Propone ventilar la causa mediante un tribunal de arbitraje como método alternativo de resolución al conflicto, integrado por expertos en derecho internacional público, quienes podrán investigar el asunto, de modo exhaustivo, realizando trabajo minucioso, destinado a ponderar toda evidencia cartográfica e histórica traída a colación por ambas partes. Todo por impartir justicia, o dar a cada uno lo que le pertenece. Antes que se desate una guerra. 

El Congreso apoya por unanimidad la orden ejecutiva de impartir justicia mediante un tribunal arbitral. Sin embargo, la cancillería del reino rebate todo argumento para su intervención, negándose a validar esa tesis del presidente Grover Cleveland sobre la vigencia de la Doctrina Monroe. El Secretario de Estado, Richard Olney, envía comunicación a Lord Giffard, tildando la actitud de su gobierno como represiva, además de injuriosa para los Estados Unidos. 

Su Majestad Real, Eduardo VII, se muestra remiso a tolerar que le impongan voluntad ajena, exigiendo al primer ministro, Lord Robert Salisbury, así como el canciller, evitar estampado de rúbricas consintiendo cualquier acuerdo que implique rendirse ante las exigencias de un país que nada tiene que ver con el altercado en Guayana. 

La relación entre naciones anglosajonas toma sendero peligroso, tambaleándose al borde de un abismo, y cuando el suelo endeble del acantilado amenaza con precipitarlos al vacío de lo que puede significar el estallido de hostilidades, todo esfuerzo resulta infructuoso. Grover Cleveland está decidido a no dar el brazo a torcer. Para él, es arbitraje o guerra, Gran Bretaña decide, comenta el canciller en audiencia con el monarca en el Palacio de Buckingham.

Entonces, el dos de febrero de 1897, representantes de Venezuela y Gran Bretaña, después de una década, contada desde la ruptura de relaciones diplomáticas con la expulsión de sus respectivos embajadores de Caracas y Londres, se vuelven a sentar en una misma mesa de negociación, para firmar un tratado de arbitraje en Washington. 

Mientras tanto, en Caracas, a miles de kilómetros de la capital estadounidense, el general Joaquín Crespo, en vez de hilvanar trama de un teatro confuso, afanoso por ilustrarse con respecto al enredo surgido por las fronteras de Guayana, consulta el tema con un corrillo de sabios en el salón principal de la Casa Amarilla, para escuchar lo que cada uno pueda decir, brindando luces sobre el tema.
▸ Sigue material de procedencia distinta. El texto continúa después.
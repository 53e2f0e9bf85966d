//! Avro schema types and representations.
//!
//! A parsed schema is an arena of [`SchemaNode`]s addressed by [`NodeId`].
//! Named type references point at their target by index, so recursive
//! types (a record holding an array of itself) form a cyclic graph without
//! cyclic ownership.

use std::borrow::Cow;
use std::collections::{HashMap, HashSet};

use serde_json::{json, Map, Value};

use crate::error::SchemaError;

/// Index of a node inside a [`Schema`].
#[derive(Debug, Clone, Copy, PartialEq, Eq, Hash, PartialOrd, Ord)]
pub struct NodeId(pub(crate) usize);

impl NodeId {
    /// Position of the node in the schema arena.
    pub fn index(self) -> usize {
        self.0
    }
}

/// One Avro type.
#[derive(Debug, Clone, PartialEq)]
pub enum SchemaNode {
    // Primitive types
    /// Null type - no value.
    Null,
    /// Boolean type.
    Boolean,
    /// 32-bit signed integer.
    Int,
    /// 64-bit signed integer.
    Long,
    /// 32-bit IEEE 754 floating-point.
    Float,
    /// 64-bit IEEE 754 floating-point.
    Double,
    /// Sequence of bytes.
    Bytes,
    /// Unicode string.
    String,

    // Complex types
    /// Record type with named fields.
    Record(RecordSchema),
    /// Enumeration type.
    Enum(EnumSchema),
    /// Array of items with a single schema.
    Array(NodeId),
    /// Map with string keys and values of a single schema.
    Map(NodeId),
    /// Union of multiple schemas.
    Union(Vec<NodeId>),
    /// Fixed-size byte array.
    Fixed(FixedSchema),

    /// Reference to a record, enum or fixed declared elsewhere in the schema.
    Named(NamedRef),
}

/// A resolved reference to a named type.
#[derive(Debug, Clone, PartialEq, Eq)]
pub struct NamedRef {
    /// Full name of the referenced type.
    pub fullname: String,
    /// The record, enum or fixed node the name resolves to.
    pub target: NodeId,
}

/// Schema for a record type.
#[derive(Debug, Clone, PartialEq)]
pub struct RecordSchema {
    /// The name of the record.
    pub name: String,
    /// Optional namespace for the record.
    pub namespace: Option<String>,
    /// The fields of the record.
    pub fields: Vec<FieldSchema>,
    /// Optional documentation.
    pub doc: Option<String>,
}

impl RecordSchema {
    /// Get the fully qualified name.
    pub fn fullname(&self) -> String {
        fullname(&self.namespace, &self.name)
    }

    /// Position of a field by name.
    pub fn field_index(&self, name: &str) -> Option<usize> {
        self.fields.iter().position(|f| f.name == name)
    }
}

/// Schema for a field within a record.
#[derive(Debug, Clone, PartialEq)]
pub struct FieldSchema {
    /// The name of the field.
    pub name: String,
    /// The schema of the field's value.
    pub schema: NodeId,
    /// Optional default value. Binary data always carries every field, so
    /// the decoder never substitutes it.
    pub default: Option<Value>,
    /// Optional documentation.
    pub doc: Option<String>,
}

/// Schema for an enumeration type.
#[derive(Debug, Clone, PartialEq)]
pub struct EnumSchema {
    /// The name of the enum.
    pub name: String,
    /// Optional namespace for the enum.
    pub namespace: Option<String>,
    /// The symbols (variants) of the enum.
    pub symbols: Vec<String>,
    /// Optional documentation.
    pub doc: Option<String>,
}

impl EnumSchema {
    /// Get the fully qualified name.
    pub fn fullname(&self) -> String {
        fullname(&self.namespace, &self.name)
    }

    /// Get the index of a symbol.
    pub fn symbol_index(&self, symbol: &str) -> Option<usize> {
        self.symbols.iter().position(|s| s == symbol)
    }
}

/// Schema for a fixed-size byte array.
#[derive(Debug, Clone, PartialEq)]
pub struct FixedSchema {
    /// The name of the fixed type.
    pub name: String,
    /// Optional namespace for the fixed type.
    pub namespace: Option<String>,
    /// The size in bytes.
    pub size: usize,
}

impl FixedSchema {
    /// Get the fully qualified name.
    pub fn fullname(&self) -> String {
        fullname(&self.namespace, &self.name)
    }
}

fn fullname(namespace: &Option<String>, name: &str) -> String {
    match namespace {
        Some(ns) => format!("{}.{}", ns, name),
        None => name.to_string(),
    }
}

impl SchemaNode {
    /// Check if this node is a primitive type.
    pub fn is_primitive(&self) -> bool {
        matches!(
            self,
            SchemaNode::Null
                | SchemaNode::Boolean
                | SchemaNode::Int
                | SchemaNode::Long
                | SchemaNode::Float
                | SchemaNode::Double
                | SchemaNode::Bytes
                | SchemaNode::String
        )
    }

    /// Check if this node declares a named type (record, enum, or fixed).
    pub fn is_named(&self) -> bool {
        matches!(
            self,
            SchemaNode::Record(_) | SchemaNode::Enum(_) | SchemaNode::Fixed(_)
        )
    }

    /// The Avro name of a primitive, or of a complex kind.
    pub fn kind_name(&self) -> &'static str {
        match self {
            SchemaNode::Null => "null",
            SchemaNode::Boolean => "boolean",
            SchemaNode::Int => "int",
            SchemaNode::Long => "long",
            SchemaNode::Float => "float",
            SchemaNode::Double => "double",
            SchemaNode::Bytes => "bytes",
            SchemaNode::String => "string",
            SchemaNode::Record(_) => "record",
            SchemaNode::Enum(_) => "enum",
            SchemaNode::Array(_) => "array",
            SchemaNode::Map(_) => "map",
            SchemaNode::Union(_) => "union",
            SchemaNode::Fixed(_) => "fixed",
            SchemaNode::Named(_) => "named",
        }
    }

    /// Parse a primitive type name.
    pub fn primitive(name: &str) -> Option<SchemaNode> {
        match name {
            "null" => Some(SchemaNode::Null),
            "boolean" => Some(SchemaNode::Boolean),
            "int" => Some(SchemaNode::Int),
            "long" => Some(SchemaNode::Long),
            "float" => Some(SchemaNode::Float),
            "double" => Some(SchemaNode::Double),
            "bytes" => Some(SchemaNode::Bytes),
            "string" => Some(SchemaNode::String),
            _ => None,
        }
    }
}

/// A parsed Avro schema.
///
/// Immutable once built; share it between threads behind an `Arc`.
#[derive(Debug, Clone, PartialEq)]
pub struct Schema {
    nodes: Vec<SchemaNode>,
    root: NodeId,
    names: HashMap<String, NodeId>,
    min_sizes: Vec<usize>,
}

impl Schema {
    /// Assemble a schema from a fully resolved arena.
    ///
    /// Computes per-node minimum encoded sizes, rejecting records that reach
    /// themselves through record fields alone.
    pub(crate) fn from_parts(
        nodes: Vec<SchemaNode>,
        root: NodeId,
        names: HashMap<String, NodeId>,
    ) -> Result<Self, SchemaError> {
        let min_sizes = MinSizes::compute(&nodes)?;
        Ok(Self {
            nodes,
            root,
            names,
            min_sizes,
        })
    }

    /// The top-level node.
    pub fn root(&self) -> NodeId {
        self.root
    }

    /// The node at `id`.
    ///
    /// # Panics
    /// If `id` was not produced by this schema.
    pub fn node(&self, id: NodeId) -> &SchemaNode {
        &self.nodes[id.0]
    }

    /// The node at `id`, if it belongs to this schema.
    pub fn get(&self, id: NodeId) -> Option<&SchemaNode> {
        self.nodes.get(id.0)
    }

    /// The top-level node.
    pub fn root_node(&self) -> &SchemaNode {
        self.node(self.root)
    }

    /// Follow a named reference to the node it stands for.
    pub fn resolve(&self, id: NodeId) -> NodeId {
        match &self.nodes[id.0] {
            SchemaNode::Named(r) => r.target,
            _ => id,
        }
    }

    /// The node at `id`, with named references followed.
    pub fn resolved_node(&self, id: NodeId) -> &SchemaNode {
        self.node(self.resolve(id))
    }

    /// Look up a named type by full name.
    pub fn lookup(&self, fullname: &str) -> Option<NodeId> {
        self.names.get(fullname).copied()
    }

    /// Full names of all declared named types.
    pub fn named_types(&self) -> impl Iterator<Item = (&str, NodeId)> {
        self.names.iter().map(|(name, id)| (name.as_str(), *id))
    }

    /// Number of nodes in the arena.
    pub fn len(&self) -> usize {
        self.nodes.len()
    }

    pub fn is_empty(&self) -> bool {
        self.nodes.is_empty()
    }

    /// The name a union branch of this type is tagged with in JSON:
    /// the primitive name, `array`/`map`, or a named type's full name.
    pub fn type_name(&self, id: NodeId) -> Cow<'_, str> {
        match self.resolved_node(id) {
            SchemaNode::Record(r) => Cow::Owned(r.fullname()),
            SchemaNode::Enum(e) => Cow::Owned(e.fullname()),
            SchemaNode::Fixed(f) => Cow::Owned(f.fullname()),
            other => Cow::Borrowed(other.kind_name()),
        }
    }

    /// Fewest bytes any value of this node can encode to.
    pub fn min_encoded_size(&self, id: NodeId) -> usize {
        self.min_sizes[id.0]
    }

    /// Serialize the schema to a JSON string.
    ///
    /// Named types are written in full where they are first reached and by
    /// full name afterwards; the output parses back to an equivalent schema.
    pub fn to_json(&self) -> String {
        self.to_json_value().to_string()
    }

    /// Serialize the schema to a JSON Value.
    pub fn to_json_value(&self) -> Value {
        let mut emitted = HashSet::new();
        self.node_to_json(self.root, None, &mut emitted)
    }

    fn node_to_json(
        &self,
        id: NodeId,
        enclosing_ns: Option<&str>,
        emitted: &mut HashSet<NodeId>,
    ) -> Value {
        match self.node(id) {
            SchemaNode::Record(r) => {
                if !emitted.insert(id) {
                    return json!(r.fullname());
                }
                let mut obj = named_header("record", &r.name, &r.namespace, enclosing_ns);
                if let Some(doc) = &r.doc {
                    obj.insert("doc".to_string(), json!(doc));
                }
                let ns = r.namespace.as_deref();
                let fields: Vec<Value> = r
                    .fields
                    .iter()
                    .map(|f| {
                        let mut field = Map::new();
                        field.insert("name".to_string(), json!(&f.name));
                        field.insert("type".to_string(), self.node_to_json(f.schema, ns, emitted));
                        if let Some(default) = &f.default {
                            field.insert("default".to_string(), default.clone());
                        }
                        if let Some(doc) = &f.doc {
                            field.insert("doc".to_string(), json!(doc));
                        }
                        Value::Object(field)
                    })
                    .collect();
                obj.insert("fields".to_string(), Value::Array(fields));
                Value::Object(obj)
            }
            SchemaNode::Enum(e) => {
                if !emitted.insert(id) {
                    return json!(e.fullname());
                }
                let mut obj = named_header("enum", &e.name, &e.namespace, enclosing_ns);
                if let Some(doc) = &e.doc {
                    obj.insert("doc".to_string(), json!(doc));
                }
                obj.insert("symbols".to_string(), json!(&e.symbols));
                Value::Object(obj)
            }
            SchemaNode::Fixed(f) => {
                if !emitted.insert(id) {
                    return json!(f.fullname());
                }
                let mut obj = named_header("fixed", &f.name, &f.namespace, enclosing_ns);
                obj.insert("size".to_string(), json!(f.size));
                Value::Object(obj)
            }
            SchemaNode::Array(items) => json!({
                "type": "array",
                "items": self.node_to_json(*items, enclosing_ns, emitted),
            }),
            SchemaNode::Map(values) => json!({
                "type": "map",
                "values": self.node_to_json(*values, enclosing_ns, emitted),
            }),
            SchemaNode::Union(branches) => Value::Array(
                branches
                    .iter()
                    .map(|b| self.node_to_json(*b, enclosing_ns, emitted))
                    .collect(),
            ),
            SchemaNode::Named(r) => {
                // Forward references are written by name; the declaration
                // follows later in traversal order.
                json!(r.fullname)
            }
            primitive => json!(primitive.kind_name()),
        }
    }
}

fn named_header(
    kind: &str,
    name: &str,
    namespace: &Option<String>,
    enclosing_ns: Option<&str>,
) -> Map<String, Value> {
    let mut obj = Map::new();
    obj.insert("type".to_string(), json!(kind));
    obj.insert("name".to_string(), json!(name));
    if namespace.as_deref() != enclosing_ns {
        obj.insert(
            "namespace".to_string(),
            json!(namespace.as_deref().unwrap_or("")),
        );
    }
    obj
}

/// Minimum encoded size per node.
struct MinSizes<'a> {
    nodes: &'a [SchemaNode],
    sizes: Vec<Option<usize>>,
    visiting: Vec<bool>,
}

impl<'a> MinSizes<'a> {
    fn compute(nodes: &'a [SchemaNode]) -> Result<Vec<usize>, SchemaError> {
        let mut state = MinSizes {
            nodes,
            sizes: vec![None; nodes.len()],
            visiting: vec![false; nodes.len()],
        };
        for index in 0..nodes.len() {
            state.size_of(NodeId(index))?;
        }
        Ok(state.sizes.into_iter().map(|s| s.unwrap_or(0)).collect())
    }

    fn size_of(&mut self, id: NodeId) -> Result<usize, SchemaError> {
        if let Some(size) = self.sizes[id.0] {
            return Ok(size);
        }
        let size = match &self.nodes[id.0] {
            SchemaNode::Null => 0,
            SchemaNode::Float => 4,
            SchemaNode::Double => 8,
            SchemaNode::Fixed(f) => f.size,
            // Varint-prefixed kinds take at least one byte, and their
            // children are behind that prefix, so recursion stops here.
            SchemaNode::Boolean
            | SchemaNode::Int
            | SchemaNode::Long
            | SchemaNode::Bytes
            | SchemaNode::String
            | SchemaNode::Enum(_)
            | SchemaNode::Array(_)
            | SchemaNode::Map(_)
            | SchemaNode::Union(_) => 1,
            SchemaNode::Named(r) => self.size_of(r.target)?,
            SchemaNode::Record(record) => {
                if self.visiting[id.0] {
                    return Err(SchemaError::UnboundedRecursion {
                        name: record.fullname(),
                        path: record.fullname(),
                    });
                }
                self.visiting[id.0] = true;
                let mut total = 0usize;
                for field in &record.fields {
                    total = total.saturating_add(self.size_of(field.schema)?);
                }
                self.visiting[id.0] = false;
                total
            }
        };
        self.sizes[id.0] = Some(size);
        Ok(size)
    }
}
Quiere respuestas, y las necesita ahora, antes que sea demasiado tarde. 

Pasea esa mirada inquisitiva que todos conocen y temen, pero ninguno de los presentes osa sostener. Quienes sienten el peso de sus ojos, negros y ardientes, como paraparas, clavan los suyos al piso, intentando esquivar esa primera pregunta, la única que nadie sabe responder.

-¿Y hasta cuándo durará esta vaina de la Guayana?